* _Activity_
From the records below, take each line where the string "enum" shows up and copy it.

* _Entries shown_
^^^^

//! Concurrent writes to the local cache and the backend.
//!
//! A logical write succeeds only when both stores accept it. The two
//! sub-writes are issued together and joined; neither waits on the other's
//! outcome, and a store that committed is never rolled back when its sibling
//! fails. Each invocation walks `InFlight -> Committed | PartiallyFailed`.

use std::future::Future;
use std::sync::Arc;
use std::sync::atomic::{AtomicU8, Ordering};

use serde_json::Value;
use tracing::{debug, warn};

use super::ports::{LocalStore, RemoteStore};
use super::{
    Collection, CollectionPath, EntityKey, Error, NetworkAvailability, Outcome, SyncableEntity,
    UserId, encode,
};

/// Whether a write may proceed while the session is offline.
#[derive(Debug, Clone, Copy, PartialEq, Eq)]
pub enum WriteGate {
    /// Rejected with `NetworkUnavailable` when offline; neither store is
    /// touched.
    RequiresNetwork,
    /// Both stores are attempted regardless of connectivity.
    Ungated,
}

/// Terminal and transitional states of one dual-write, used for logging.
#[derive(Debug, Clone, Copy, PartialEq, Eq)]
enum WriteState {
    InFlight,
    Committed,
    PartiallyFailed,
}

impl WriteState {
    fn as_str(self) -> &'static str {
        match self {
            Self::InFlight => "in_flight",
            Self::Committed => "committed",
            Self::PartiallyFailed => "partially_failed",
        }
    }
}

/// Which store a sub-write targeted.
#[derive(Debug, Clone, Copy, PartialEq, Eq)]
enum Side {
    Remote,
    Local,
}

impl Side {
    fn as_str(self) -> &'static str {
        match self {
            Self::Remote => "remote",
            Self::Local => "local",
        }
    }
}

/// Completed sub-write together with the order in which it finished.
struct Finished {
    side: Side,
    outcome: Outcome<()>,
    position: u8,
}

/// Issues one logical write to both stores and aggregates the outcome.
///
/// Failures are never retried here; callers own any retry policy.
pub struct DualWriteCoordinator<L, R> {
    local: Arc<L>,
    remote: Arc<R>,
    network: NetworkAvailability,
}

impl<L, R> Clone for DualWriteCoordinator<L, R> {
    fn clone(&self) -> Self {
        Self {
            local: Arc::clone(&self.local),
            remote: Arc::clone(&self.remote),
            network: self.network,
        }
    }
}

impl<L, R> DualWriteCoordinator<L, R> {
    /// Build a coordinator for one session.
    pub fn new(local: Arc<L>, remote: Arc<R>, network: NetworkAvailability) -> Self {
        Self {
            local,
            remote,
            network,
        }
    }

    /// Availability this coordinator was built with.
    pub fn network(&self) -> NetworkAvailability {
        self.network
    }

    /// Shared handle to the local store.
    pub fn local(&self) -> &Arc<L> {
        &self.local
    }

    /// Shared handle to the remote store.
    pub fn remote(&self) -> &Arc<R> {
        &self.remote
    }

    fn admit(&self, gate: WriteGate, operation: &str, collection: Collection) -> Outcome<()> {
        if gate == WriteGate::RequiresNetwork && !self.network.is_available() {
            debug!(
                operation,
                collection = collection.as_str(),
                "gated write rejected while offline"
            );
            return Err(Error::network_unavailable());
        }
        Ok(())
    }

    /// Run `remote_op` and `local_op` concurrently and aggregate the result.
    ///
    /// Returns `Ok(())` only if both succeed. When exactly one side fails the
    /// error is `PartialCommit` wrapping that side's cause; when both fail the
    /// cause that was observed first is returned unchanged.
    pub async fn commit<RF, LF>(
        &self,
        operation: &str,
        path: &CollectionPath,
        key: Option<&EntityKey>,
        gate: WriteGate,
        remote_op: RF,
        local_op: LF,
    ) -> Outcome<()>
    where
        RF: Future<Output = Outcome<()>>,
        LF: Future<Output = Outcome<()>>,
    {
        self.admit(gate, operation, path.collection())?;
        let key = key.map(EntityKey::as_str);
        debug!(
            operation,
            collection = %path,
            key,
            state = WriteState::InFlight.as_str(),
            "dual write issued"
        );

        let finished = AtomicU8::new(0);
        let tagged = |side: Side, outcome: Outcome<()>| Finished {
            side,
            outcome,
            position: finished.fetch_add(1, Ordering::Relaxed),
        };
        let (remote, local) = tokio::join!(
            async { tagged(Side::Remote, remote_op.await) },
            async { tagged(Side::Local, local_op.await) },
        );

        let mut failures: Vec<(u8, Side, Error)> = [remote, local]
            .into_iter()
            .filter_map(|done| done.outcome.err().map(|err| (done.position, done.side, err)))
            .collect();
        failures.sort_by_key(|(position, _, _)| *position);
        let mut failures = failures.into_iter();

        match (failures.next(), failures.next()) {
            (None, _) => {
                debug!(
                    operation,
                    collection = %path,
                    key,
                    state = WriteState::Committed.as_str(),
                    "dual write committed"
                );
                Ok(())
            }
            (Some((_, side, cause)), None) => {
                warn!(
                    operation,
                    collection = %path,
                    key,
                    failed_side = side.as_str(),
                    error = %cause,
                    state = WriteState::PartiallyFailed.as_str(),
                    "dual write left stores divergent"
                );
                Err(Error::partial_commit(format!(
                    "{operation} on {path} did not reach both stores: {cause}"
                ))
                .with_cause(cause))
            }
            (Some((_, first_side, first)), Some((_, second_side, second))) => {
                warn!(
                    operation,
                    collection = %path,
                    key,
                    first_side = first_side.as_str(),
                    second_side = second_side.as_str(),
                    error = %first,
                    second_error = %second,
                    state = WriteState::PartiallyFailed.as_str(),
                    "dual write failed on both stores"
                );
                Err(first)
            }
        }
    }
}

impl<L, R> DualWriteCoordinator<L, R>
where
    L: LocalStore,
    R: RemoteStore,
{
    /// Insert or replace `entity` in both stores.
    ///
    /// User-scoped entities are written under `owner`; shared ones ignore it.
    pub async fn put<T: SyncableEntity>(
        &self,
        gate: WriteGate,
        owner: Option<&UserId>,
        entity: &T,
    ) -> Outcome<()> {
        self.admit(gate, "put", T::COLLECTION)?;
        let path = CollectionPath::new(T::COLLECTION, owner)?;
        let document = encode(entity)?;
        self.put_document(gate, &path, &entity.key(), &document)
            .await
    }

    /// Insert or replace a raw document in both stores.
    pub async fn put_document(
        &self,
        gate: WriteGate,
        path: &CollectionPath,
        key: &EntityKey,
        document: &Value,
    ) -> Outcome<()> {
        self.commit(
            "put",
            path,
            Some(key),
            gate,
            async {
                self.remote
                    .put(path, key, document)
                    .await
                    .map_err(Error::from)
            },
            async {
                self.local
                    .put(path, key, document)
                    .await
                    .map_err(Error::from)
            },
        )
        .await
    }

    /// Remove the document stored under `key` from both stores.
    pub async fn delete(
        &self,
        gate: WriteGate,
        path: &CollectionPath,
        key: &EntityKey,
    ) -> Outcome<()> {
        self.commit(
            "delete",
            path,
            Some(key),
            gate,
            async { self.remote.delete(path, key).await.map_err(Error::from) },
            async { self.local.delete(path, key).await.map_err(Error::from) },
        )
        .await
    }

    /// Remove every document under `path` from both stores.
    pub async fn clear(&self, gate: WriteGate, path: &CollectionPath) -> Outcome<()> {
        self.commit(
            "clear",
            path,
            None,
            gate,
            async { self.remote.clear(path).await.map_err(Error::from) },
            async { self.local.clear(path).await.map_err(Error::from) },
        )
        .await
    }
}

#[cfg(test)]
#[path = "dual_write_tests.rs"]
mod tests;
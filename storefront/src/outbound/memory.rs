//! In-memory document store.
//!
//! Implements both the local and the remote port so a whole session can run
//! without a device cache or a backend. Documents within a collection are
//! returned in key order.

use std::collections::{BTreeMap, HashMap};

use async_trait::async_trait;
use serde_json::Value;
use tokio::sync::RwLock;

use crate::domain::ports::{LocalStore, LocalStoreError, RemoteStore, RemoteStoreError};
use crate::domain::{CollectionPath, EntityKey};

type Documents = HashMap<CollectionPath, BTreeMap<EntityKey, Value>>;

/// Process-local document store shared by clones of an `Arc`.
#[derive(Debug, Default)]
pub struct InMemoryDocumentStore {
    documents: RwLock<Documents>,
}

impl InMemoryDocumentStore {
    /// Create an empty store.
    pub fn new() -> Self {
        Self::default()
    }

    /// Create a store holding `documents` under `path`.
    pub fn seeded<I>(path: CollectionPath, documents: I) -> Self
    where
        I: IntoIterator<Item = (EntityKey, Value)>,
    {
        let mut all = Documents::new();
        all.insert(path, documents.into_iter().collect());
        Self {
            documents: RwLock::new(all),
        }
    }

    /// Number of documents held under `path`.
    pub async fn len(&self, path: &CollectionPath) -> usize {
        self.documents
            .read()
            .await
            .get(path)
            .map_or(0, BTreeMap::len)
    }

    async fn read_one(&self, path: &CollectionPath, key: &EntityKey) -> Option<Value> {
        self.documents
            .read()
            .await
            .get(path)
            .and_then(|documents| documents.get(key))
            .cloned()
    }

    async fn read_all(&self, path: &CollectionPath) -> Vec<Value> {
        self.documents
            .read()
            .await
            .get(path)
            .map(|documents| documents.values().cloned().collect())
            .unwrap_or_default()
    }

    async fn write(&self, path: &CollectionPath, key: &EntityKey, document: &Value) {
        self.documents
            .write()
            .await
            .entry(path.clone())
            .or_default()
            .insert(key.clone(), document.clone());
    }

    async fn remove(&self, path: &CollectionPath, key: &EntityKey) {
        if let Some(documents) = self.documents.write().await.get_mut(path) {
            documents.remove(key);
        }
    }

    async fn remove_all(&self, path: &CollectionPath) {
        self.documents.write().await.remove(path);
    }
}

#[async_trait]
impl LocalStore for InMemoryDocumentStore {
    async fn get(
        &self,
        path: &CollectionPath,
        key: &EntityKey,
    ) -> Result<Option<Value>, LocalStoreError> {
        Ok(self.read_one(path, key).await)
    }

    async fn get_all(&self, path: &CollectionPath) -> Result<Vec<Value>, LocalStoreError> {
        Ok(self.read_all(path).await)
    }

    async fn put(
        &self,
        path: &CollectionPath,
        key: &EntityKey,
        document: &Value,
    ) -> Result<(), LocalStoreError> {
        self.write(path, key, document).await;
        Ok(())
    }

    async fn put_all(
        &self,
        path: &CollectionPath,
        documents: &[(EntityKey, Value)],
    ) -> Result<(), LocalStoreError> {
        let mut all = self.documents.write().await;
        let target = all.entry(path.clone()).or_default();
        for (key, document) in documents {
            target.insert(key.clone(), document.clone());
        }
        Ok(())
    }

    async fn delete(&self, path: &CollectionPath, key: &EntityKey) -> Result<(), LocalStoreError> {
        self.remove(path, key).await;
        Ok(())
    }

    async fn clear(&self, path: &CollectionPath) -> Result<(), LocalStoreError> {
        self.remove_all(path).await;
        Ok(())
    }
}

#[async_trait]
impl RemoteStore for InMemoryDocumentStore {
    async fn get(
        &self,
        path: &CollectionPath,
        key: &EntityKey,
    ) -> Result<Option<Value>, RemoteStoreError> {
        Ok(self.read_one(path, key).await)
    }

    async fn get_all(&self, path: &CollectionPath) -> Result<Vec<Value>, RemoteStoreError> {
        Ok(self.read_all(path).await)
    }

    async fn put(
        &self,
        path: &CollectionPath,
        key: &EntityKey,
        document: &Value,
    ) -> Result<(), RemoteStoreError> {
        self.write(path, key, document).await;
        Ok(())
    }

    async fn delete(
        &self,
        path: &CollectionPath,
        key: &EntityKey,
    ) -> Result<(), RemoteStoreError> {
        self.remove(path, key).await;
        Ok(())
    }

    async fn clear(&self, path: &CollectionPath) -> Result<(), RemoteStoreError> {
        self.remove_all(path).await;
        Ok(())
    }
}

#[cfg(test)]
mod tests {
    use super::*;
    use crate::domain::{Collection, UserId};
    use rstest::rstest;
    use serde_json::json;

    fn key(raw: &str) -> EntityKey {
        EntityKey::new(raw).expect("valid key")
    }

    fn owned(collection: Collection, user: &str) -> CollectionPath {
        CollectionPath::of_user(collection, &UserId::new(user).expect("valid user id"))
    }

    #[rstest]
    #[tokio::test]
    async fn documents_are_returned_in_key_order() {
        let store = InMemoryDocumentStore::new();
        let cart = owned(Collection::Cart, "user-1");
        LocalStore::put(&store, &cart, &key("b"), &json!({ "n": 2 }))
            .await
            .expect("put");
        LocalStore::put(&store, &cart, &key("a"), &json!({ "n": 1 }))
            .await
            .expect("put");

        let documents = LocalStore::get_all(&store, &cart).await.expect("get_all");
        assert_eq!(documents, vec![json!({ "n": 1 }), json!({ "n": 2 })]);
    }

    #[rstest]
    #[tokio::test]
    async fn clear_only_affects_one_collection() {
        let orders = owned(Collection::Orders, "user-1");
        let cart = owned(Collection::Cart, "user-1");
        let store =
            InMemoryDocumentStore::seeded(orders.clone(), [(key("o-1"), json!({ "id": "o-1" }))]);
        RemoteStore::put(&store, &cart, &key("c-1"), &json!({}))
            .await
            .expect("put");

        RemoteStore::clear(&store, &cart).await.expect("clear");

        assert_eq!(store.len(&cart).await, 0);
        assert_eq!(store.len(&orders).await, 1);
    }

    #[rstest]
    #[tokio::test]
    async fn clear_leaves_other_users_documents() {
        let store = InMemoryDocumentStore::new();
        let alice = owned(Collection::Cart, "alice");
        let bob = owned(Collection::Cart, "bob");
        RemoteStore::put(&store, &alice, &key("sku-1"), &json!({}))
            .await
            .expect("put");

        RemoteStore::clear(&store, &bob).await.expect("clear");

        assert_eq!(store.len(&alice).await, 1);
        assert!(
            RemoteStore::get_all(&store, &bob)
                .await
                .expect("get_all")
                .is_empty()
        );
    }

    #[rstest]
    #[tokio::test]
    async fn deleting_a_missing_key_succeeds() {
        let store = InMemoryDocumentStore::new();
        let favorites = owned(Collection::Favorites, "user-1");
        LocalStore::delete(&store, &favorites, &key("nope"))
            .await
            .expect("absent delete");
        assert!(
            LocalStore::get(&store, &favorites, &key("nope"))
                .await
                .expect("get")
                .is_none()
        );
    }
}
//! Synchronisation settings loaded via OrthoConfig.
//!
//! Values are layered from CLI flags, `STOREFRONT_*` environment variables
//! and optional configuration files. They are read once at startup.

use std::path::PathBuf;
use std::time::Duration;

use ortho_config::OrthoConfig;
use serde::Deserialize;
use url::Url;

use crate::domain::{KeyValidationError, UserId};

const DEFAULT_CACHE_DIR: &str = ".storefront-cache";

/// Errors raised while interpreting loaded settings.
#[derive(Debug, thiserror::Error)]
pub enum SettingsError {
    /// The backend URL was not configured.
    #[error("remote_url is required (set STOREFRONT_REMOTE_URL or --remote-url)")]
    MissingRemoteUrl,
    /// A URL setting could not be parsed.
    #[error("{setting} is not a valid URL: {source}")]
    InvalidUrl {
        setting: &'static str,
        #[source]
        source: url::ParseError,
    },
    /// The configured user identifier is malformed.
    #[error("user_id is invalid: {0}")]
    InvalidUserId(#[from] KeyValidationError),
}

/// Configuration for one synchronisation session.
#[derive(Debug, Clone, Deserialize, OrthoConfig)]
#[ortho_config(prefix = "STOREFRONT")]
pub struct SyncSettings {
    /// Base URL of the document backend.
    pub remote_url: Option<String>,
    /// Directory holding the local cache.
    pub cache_dir: Option<PathBuf>,
    /// URL probed for connectivity; defaults to `remote_url`.
    pub probe_url: Option<String>,
    /// Connectivity probe timeout in milliseconds.
    #[ortho_config(default = 3000)]
    pub probe_timeout_ms: u64,
    /// Backend request timeout in milliseconds.
    #[ortho_config(default = 10000)]
    pub request_timeout_ms: u64,
    /// Start offline without probing.
    #[ortho_config(default = false)]
    pub force_offline: bool,
    /// Signed-in user, if any.
    pub user_id: Option<String>,
    /// Emit JSON log lines instead of human-readable ones.
    #[ortho_config(default = false)]
    pub log_json: bool,
}

impl SyncSettings {
    /// Parsed backend base URL.
    ///
    /// # Errors
    ///
    /// Returns [`SettingsError::MissingRemoteUrl`] when unset, or
    /// [`SettingsError::InvalidUrl`] when it does not parse.
    pub fn remote_url(&self) -> Result<Url, SettingsError> {
        let raw = self
            .remote_url
            .as_deref()
            .ok_or(SettingsError::MissingRemoteUrl)?;
        parse_url("remote_url", raw)
    }

    /// Parsed probe URL, falling back to the backend base URL.
    ///
    /// # Errors
    ///
    /// Propagates the same errors as [`Self::remote_url`].
    pub fn probe_url(&self) -> Result<Url, SettingsError> {
        match self.probe_url.as_deref() {
            Some(raw) => parse_url("probe_url", raw),
            None => self.remote_url(),
        }
    }

    /// Cache directory, falling back to `.storefront-cache`.
    pub fn cache_dir(&self) -> PathBuf {
        self.cache_dir
            .clone()
            .unwrap_or_else(|| PathBuf::from(DEFAULT_CACHE_DIR))
    }

    /// Time the connectivity check may take before the session starts offline.
    pub fn probe_timeout(&self) -> Duration {
        Duration::from_millis(self.probe_timeout_ms)
    }

    /// Per-request timeout for backend calls.
    pub fn request_timeout(&self) -> Duration {
        Duration::from_millis(self.request_timeout_ms)
    }

    /// Validated signed-in user.
    ///
    /// # Errors
    ///
    /// Returns [`SettingsError::InvalidUserId`] for blank or padded values.
    pub fn user_id(&self) -> Result<Option<UserId>, SettingsError> {
        self.user_id
            .clone()
            .map(UserId::new)
            .transpose()
            .map_err(SettingsError::from)
    }
}

fn parse_url(setting: &'static str, raw: &str) -> Result<Url, SettingsError> {
    Url::parse(raw).map_err(|source| SettingsError::InvalidUrl { setting, source })
}

#[cfg(test)]
mod tests {
    //! Unit tests for settings parsing.

    use super::*;
    use std::ffi::OsString;

    use env_lock::lock_env;
    use rstest::rstest;

    const VARS: [&str; 8] = [
        "STOREFRONT_REMOTE_URL",
        "STOREFRONT_CACHE_DIR",
        "STOREFRONT_PROBE_URL",
        "STOREFRONT_PROBE_TIMEOUT_MS",
        "STOREFRONT_REQUEST_TIMEOUT_MS",
        "STOREFRONT_FORCE_OFFLINE",
        "STOREFRONT_USER_ID",
        "STOREFRONT_LOG_JSON",
    ];

    fn load_from_empty_args() -> SyncSettings {
        SyncSettings::load_from_iter([OsString::from("storefront-sync")])
            .expect("config should load")
    }

    fn env_with(overrides: &[(&str, &str)]) -> Vec<(&'static str, Option<String>)> {
        VARS.iter()
            .map(|name| {
                let value = overrides
                    .iter()
                    .find(|(key, _)| key == name)
                    .map(|(_, value)| (*value).to_owned());
                (*name, value)
            })
            .collect()
    }

    #[rstest]
    fn default_values_are_used_when_missing() {
        let _guard = lock_env(env_with(&[]));

        let settings = load_from_empty_args();
        assert_eq!(settings.cache_dir(), PathBuf::from(DEFAULT_CACHE_DIR));
        assert_eq!(settings.probe_timeout(), Duration::from_millis(3000));
        assert_eq!(settings.request_timeout(), Duration::from_millis(10000));
        assert!(!settings.force_offline);
        assert!(!settings.log_json);
        assert!(settings.user_id().expect("no user").is_none());
        assert!(matches!(
            settings.remote_url(),
            Err(SettingsError::MissingRemoteUrl)
        ));
    }

    #[rstest]
    fn environment_overrides_are_respected() {
        let _guard = lock_env(env_with(&[
            ("STOREFRONT_REMOTE_URL", "https://api.shop.test/v1"),
            ("STOREFRONT_CACHE_DIR", "/tmp/storefront"),
            ("STOREFRONT_PROBE_TIMEOUT_MS", "750"),
            ("STOREFRONT_FORCE_OFFLINE", "true"),
            ("STOREFRONT_USER_ID", "user-42"),
        ]));

        let settings = load_from_empty_args();
        let remote = settings.remote_url().expect("remote url");
        assert_eq!(remote.as_str(), "https://api.shop.test/v1");
        assert_eq!(settings.probe_url().expect("probe url"), remote);
        assert_eq!(settings.cache_dir(), PathBuf::from("/tmp/storefront"));
        assert_eq!(settings.probe_timeout(), Duration::from_millis(750));
        assert!(settings.force_offline);
        assert_eq!(
            settings.user_id().expect("valid user").map(String::from),
            Some("user-42".to_owned())
        );
    }

    #[rstest]
    fn malformed_urls_are_reported_by_setting_name() {
        let _guard = lock_env(env_with(&[
            ("STOREFRONT_REMOTE_URL", "https://api.shop.test"),
            ("STOREFRONT_PROBE_URL", "not a url"),
        ]));

        let err = load_from_empty_args()
            .probe_url()
            .expect_err("invalid probe url");
        assert!(matches!(
            err,
            SettingsError::InvalidUrl {
                setting: "probe_url",
                ..
            }
        ));
    }
}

^^^^

* _Response to this exercise_
pub enum WriteGate {
enum WriteState {
enum Side {
pub enum SettingsError {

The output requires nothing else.